Tuesday, 12 April 2016

Finance, Investments, Wealth and Asset Management: How to Avoid Fraud

There is a plethora of investment opportunities that could potentially lead to wealth accumulation. However the same schemes could inadvertently make you a victim of fraud if you do not take the time to understand who is really looking after your money. Risk is the only way to earn profit from entrepreneurship but that risk must be carefully calculated and weighed against all the available information that you have. Here are two tips you might want to consider:

1.      The manager must never handle the cash

It is a simple but very effective principle which applies for every single investment opportunity. There are two distinct roles that must remain separate. The custodian is responsible for holding the securities, cash and accounting information for any transaction. The money manager provides advice and executes the investment transactions.
These must be two entirely separate entities so that there is an in-built protection against potential fraud. The custodian is required to send accounting statements directly to the client so that the investment manager cannot amend or tamper with the records. Madoff would not have occurred if this simple tip had been implemented by the hapless investors who were cheated out of millions of dollars.

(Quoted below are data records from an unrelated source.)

use async_trait::async_trait;
use chrono::NaiveDateTime;
use rust_decimal::Decimal;
use sqlx::MySqlPool;

use crate::core::{Result, TimeWindow};
use crate::modules::orders::models::{Order, OrderCountQuery, OrderStatus, SalesRank};

/// Gateway for the order table.
///
/// Services depend only on this trait so reports and the lifecycle scanner
/// can be exercised against in-memory stores.
#[async_trait]
pub trait OrderRepository: Send + Sync {
    /// Sum of `amount` over orders in `window` with the given status.
    /// Returns `None` when no rows match (SQL `SUM` of an empty set).
    async fn sum_turnover(&self, window: TimeWindow, status: OrderStatus)
        -> Result<Option<Decimal>>;

    /// Count orders in the query window, optionally filtered by status.
    async fn count_orders(&self, query: OrderCountQuery) -> Result<i64>;

    /// Best-selling items over the window, descending by quantity.
    /// Ties break by name ascending so repeated calls are stable.
    async fn top_sellers(&self, window: TimeWindow, limit: i64) -> Result<Vec<SalesRank>>;

    /// Orders in `status` placed strictly before `cutoff`.
    async fn find_by_status_older_than(
        &self,
        status: OrderStatus,
        cutoff: NaiveDateTime,
    ) -> Result<Vec<Order>>;

    /// Full-row update by id.
    async fn update(&self, order: &Order) -> Result<()>;

    /// Guarded status transition: only applies while the row is still in
    /// `from`. Returns whether a row was changed; a concurrent transition
    /// away from `from` makes this a silent no-op.
    async fn update_status_from(
        &self,
        id: i64,
        from: OrderStatus,
        to: OrderStatus,
        cancel_reason: Option<String>,
        cancel_time: Option<NaiveDateTime>,
    ) -> Result<bool>;
}

pub struct MySqlOrderRepository {
    pool: MySqlPool,
}

impl MySqlOrderRepository {
    pub fn new(pool: MySqlPool) -> Self {
        Self { pool }
    }
}

#[async_trait]
impl OrderRepository for MySqlOrderRepository {
    async fn sum_turnover(
        &self,
        window: TimeWindow,
        status: OrderStatus,
    ) -> Result<Option<Decimal>> {
        let sum: Option<Decimal> = sqlx::query_scalar(
            "SELECT SUM(amount) FROM orders \
             WHERE order_time BETWEEN ? AND ? AND status = ?",
        )
        .bind(window.begin)
        .bind(window.end)
        .bind(status)
        .fetch_one(&self.pool)
        .await?;

        Ok(sum)
    }

    async fn count_orders(&self, query: OrderCountQuery) -> Result<i64> {
        let count: i64 = match query.status {
            Some(status) => {
                sqlx::query_scalar(
                    "SELECT COUNT(id) FROM orders \
                     WHERE order_time BETWEEN ? AND ? AND status = ?",
                )
                .bind(query.window.begin)
                .bind(query.window.end)
                .bind(status)
                .fetch_one(&self.pool)
                .await?
            }
            None => {
                sqlx::query_scalar(
                    "SELECT COUNT(id) FROM orders WHERE order_time BETWEEN ? AND ?",
                )
                .bind(query.window.begin)
                .bind(query.window.end)
                .fetch_one(&self.pool)
                .await?
            }
        };

        Ok(count)
    }

    async fn top_sellers(&self, window: TimeWindow, limit: i64) -> Result<Vec<SalesRank>> {
        let ranks = sqlx::query_as::<_, SalesRank>(
            "SELECT od.name AS name, CAST(SUM(od.number) AS SIGNED) AS number \
             FROM order_detail od \
             JOIN orders o ON od.order_id = o.id \
             WHERE o.status = ? AND o.order_time BETWEEN ? AND ? \
             GROUP BY od.name \
             ORDER BY number DESC, od.name ASC \
             LIMIT ?",
        )
        .bind(OrderStatus::Completed)
        .bind(window.begin)
        .bind(window.end)
        .bind(limit)
        .fetch_all(&self.pool)
        .await?;

        Ok(ranks)
    }

    async fn find_by_status_older_than(
        &self,
        status: OrderStatus,
        cutoff: NaiveDateTime,
    ) -> Result<Vec<Order>> {
        let orders = sqlx::query_as::<_, Order>(
            "SELECT id, status, order_time, amount, cancel_reason, cancel_time \
             FROM orders WHERE status = ? AND order_time < ?",
        )
        .bind(status)
        .bind(cutoff)
        .fetch_all(&self.pool)
        .await?;

        Ok(orders)
    }

    async fn update(&self, order: &Order) -> Result<()> {
        sqlx::query(
            "UPDATE orders \
             SET status = ?, order_time = ?, amount = ?, cancel_reason = ?, cancel_time = ? \
             WHERE id = ?",
        )
        .bind(order.status)
        .bind(order.order_time)
        .bind(order.amount)
        .bind(&order.cancel_reason)
        .bind(order.cancel_time)
        .bind(order.id)
        .execute(&self.pool)
        .await?;

        Ok(())
    }

    async fn update_status_from(
        &self,
        id: i64,
        from: OrderStatus,
        to: OrderStatus,
        cancel_reason: Option<String>,
        cancel_time: Option<NaiveDateTime>,
    ) -> Result<bool> {
        let result = sqlx::query(
            "UPDATE orders SET status = ?, cancel_reason = ?, cancel_time = ? \
             WHERE id = ? AND status = ?",
        )
        .bind(to)
        .bind(cancel_reason)
        .bind(cancel_time)
        .bind(id)
        .bind(from)
        .execute(&self.pool)
        .await?;

        Ok(result.rows_affected() > 0)
    }
}
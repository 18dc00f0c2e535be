mod report_controller;

pub use report_controller::configure_routes;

2.      Do not get involved if there is no accreditation

Only hire and work with people who are not only qualified in the field; but also have accreditation from recognized professional bodies. This helps in two ways. First of all the accrediting body will have done background checks and ethical training for the companies or individuals involved. That means that even if you had a problem down the line, they could intervene and assist with the investigation. The other criteria is that people who are accredited normally fear losing that accreditation because it means that they are publicly outed and will never work again.
The best accreditation body is CFA but there are other alternatives including CIM, PFP, CFP and CSC. Do not just look at the application form of the glossy brochure that is presented before you. Make sure that you ask questions and verify the information with the awarding body.  The Jones fraud case would not have happened had the investors checked to see whether the person selling them a pipe dream was registered with the relevant authorities.


Finally remember that if it looks too good to be true then it probably is. That commonsense adage could probably save most fraud victims from the heartache of losing their money. Few people believe that they could actually fall prey to a pyramid scheme or the equally notorious “Ponzi” until it actually happens in reality.